▸ **Available data**:
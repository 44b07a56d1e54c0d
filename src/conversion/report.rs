//! Conversion report types for tracking dropped rows.
//!
//! Row-level problems never abort a conversion; they are collected here so
//! callers can see exactly which rows did not become annotations, similar
//! to how `validation::ValidationReport` tracks document issues.

use serde::Serialize;
use std::fmt;

/// A report generated during one conversion.
///
/// Every dropped row contributes exactly one issue, so
/// `rows - output.annotations == issues.len()`.
#[derive(Clone, Debug, Default, Serialize)]
pub struct ConversionReport {
    /// Source file name.
    pub source: String,
    /// Number of data rows read from the source.
    pub rows: usize,
    /// Counts in the produced document.
    pub output: ConversionCounts,
    /// One entry per dropped row, in source order.
    pub issues: Vec<ConversionIssue>,
}

impl ConversionReport {
    /// Create a new empty report for a source of `rows` data rows.
    pub fn new(source: impl Into<String>, rows: usize) -> Self {
        Self {
            source: source.into(),
            rows,
            ..Default::default()
        }
    }

    /// Add an issue to the report.
    pub fn add(&mut self, issue: ConversionIssue) {
        self.issues.push(issue);
    }

    /// Count of error-level issues (unreadable rows).
    pub fn error_count(&self) -> usize {
        self.issues
            .iter()
            .filter(|i| i.severity == ConversionSeverity::Error)
            .count()
    }

    /// Count of warning-level issues (degenerate geometry).
    pub fn warning_count(&self) -> usize {
        self.issues
            .iter()
            .filter(|i| i.severity == ConversionSeverity::Warning)
            .count()
    }

    /// Rows that did not become annotations.
    pub fn dropped_rows(&self) -> usize {
        self.rows.saturating_sub(self.output.annotations)
    }

    pub fn is_complete(&self) -> bool {
        self.dropped_rows() == 0
    }
}

impl fmt::Display for ConversionReport {
    fn fmt(&self, f: &mut fmt::Formatter<'_>) -> fmt::Result {
        writeln!(f, "Converted {} ({} rows)", self.source, self.rows)?;
        writeln!(
            f,
            "  {} images, {} categories, {} annotations",
            self.output.images, self.output.categories, self.output.annotations
        )?;

        if self.issues.is_empty() {
            return Ok(());
        }

        writeln!(f)?;
        writeln!(
            f,
            "Dropped {} row(s): {} error(s), {} warning(s)",
            self.dropped_rows(),
            self.error_count(),
            self.warning_count()
        )?;
        for issue in &self.issues {
            writeln!(f, "  - {}", issue)?;
        }

        Ok(())
    }
}

/// Counts of document elements.
#[derive(Clone, Debug, Default, PartialEq, Eq, Serialize)]
pub struct ConversionCounts {
    pub images: usize,
    pub categories: usize,
    pub annotations: usize,
}

/// Why a single source row was dropped.
#[derive(Clone, Debug, PartialEq, Serialize)]
pub struct ConversionIssue {
    pub severity: ConversionSeverity,
    pub code: ConversionIssueCode,
    pub message: String,
    /// 0-based data row index.
    pub row: usize,
    /// 1-based source line.
    pub line: u64,
}

impl ConversionIssue {
    /// Create an error-level issue (the row could not be read).
    pub fn error(
        code: ConversionIssueCode,
        row: usize,
        line: u64,
        message: impl Into<String>,
    ) -> Self {
        Self {
            severity: ConversionSeverity::Error,
            code,
            message: message.into(),
            row,
            line,
        }
    }

    /// Create a warning-level issue (the row was read but rejected by policy).
    pub fn warning(
        code: ConversionIssueCode,
        row: usize,
        line: u64,
        message: impl Into<String>,
    ) -> Self {
        Self {
            severity: ConversionSeverity::Warning,
            code,
            message: message.into(),
            row,
            line,
        }
    }
}

impl fmt::Display for ConversionIssue {
    fn fmt(&self, f: &mut fmt::Formatter<'_>) -> fmt::Result {
        write!(
            f,
            "row {} (line {}): {}",
            self.row + 1,
            self.line,
            self.message
        )
    }
}

/// Severity level for conversion issues.
#[derive(Clone, Copy, Debug, PartialEq, Eq, Serialize)]
#[serde(rename_all = "snake_case")]
pub enum ConversionSeverity {
    /// The row was well-formed but its box is degenerate.
    Warning,
    /// The row could not be turned into an annotation at all.
    Error,
}

/// Stable issue codes for programmatic consumption.
///
/// These codes are part of the JSON report schema and should remain stable.
#[derive(Clone, Copy, Debug, PartialEq, Eq, Hash, Serialize)]
#[serde(rename_all = "snake_case")]
pub enum ConversionIssueCode {
    // Row errors
    /// A coordinate cell is empty or absent.
    MissingCoordinate,
    /// A coordinate cell does not parse as a number.
    NonNumericCoordinate,
    /// A coordinate parsed to NaN or infinity.
    NonFiniteCoordinate,
    /// The row's image name has no image record.
    UnresolvedImage,
    /// The row's label has no category record.
    UnresolvedCategory,

    // Geometry policy
    /// xmax <= xmin.
    NonPositiveWidth,
    /// ymax <= ymin.
    NonPositiveHeight,
}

▸ **Task description**: Start from the line that holds "as a number." and print each line to the end of the records exactly, leaving out everything before it.

▸ **Answer below**:
    /// A coordinate cell does not parse as a number.
    NonNumericCoordinate,
    /// A coordinate parsed to NaN or infinity.
    NonFiniteCoordinate,
    /// The row's image name has no image record.
    UnresolvedImage,
    /// The row's label has no category record.
    UnresolvedCategory,

    // Geometry policy
    /// xmax <= xmin.
    NonPositiveWidth,
    /// ymax <= ymin.
    NonPositiveHeight,
}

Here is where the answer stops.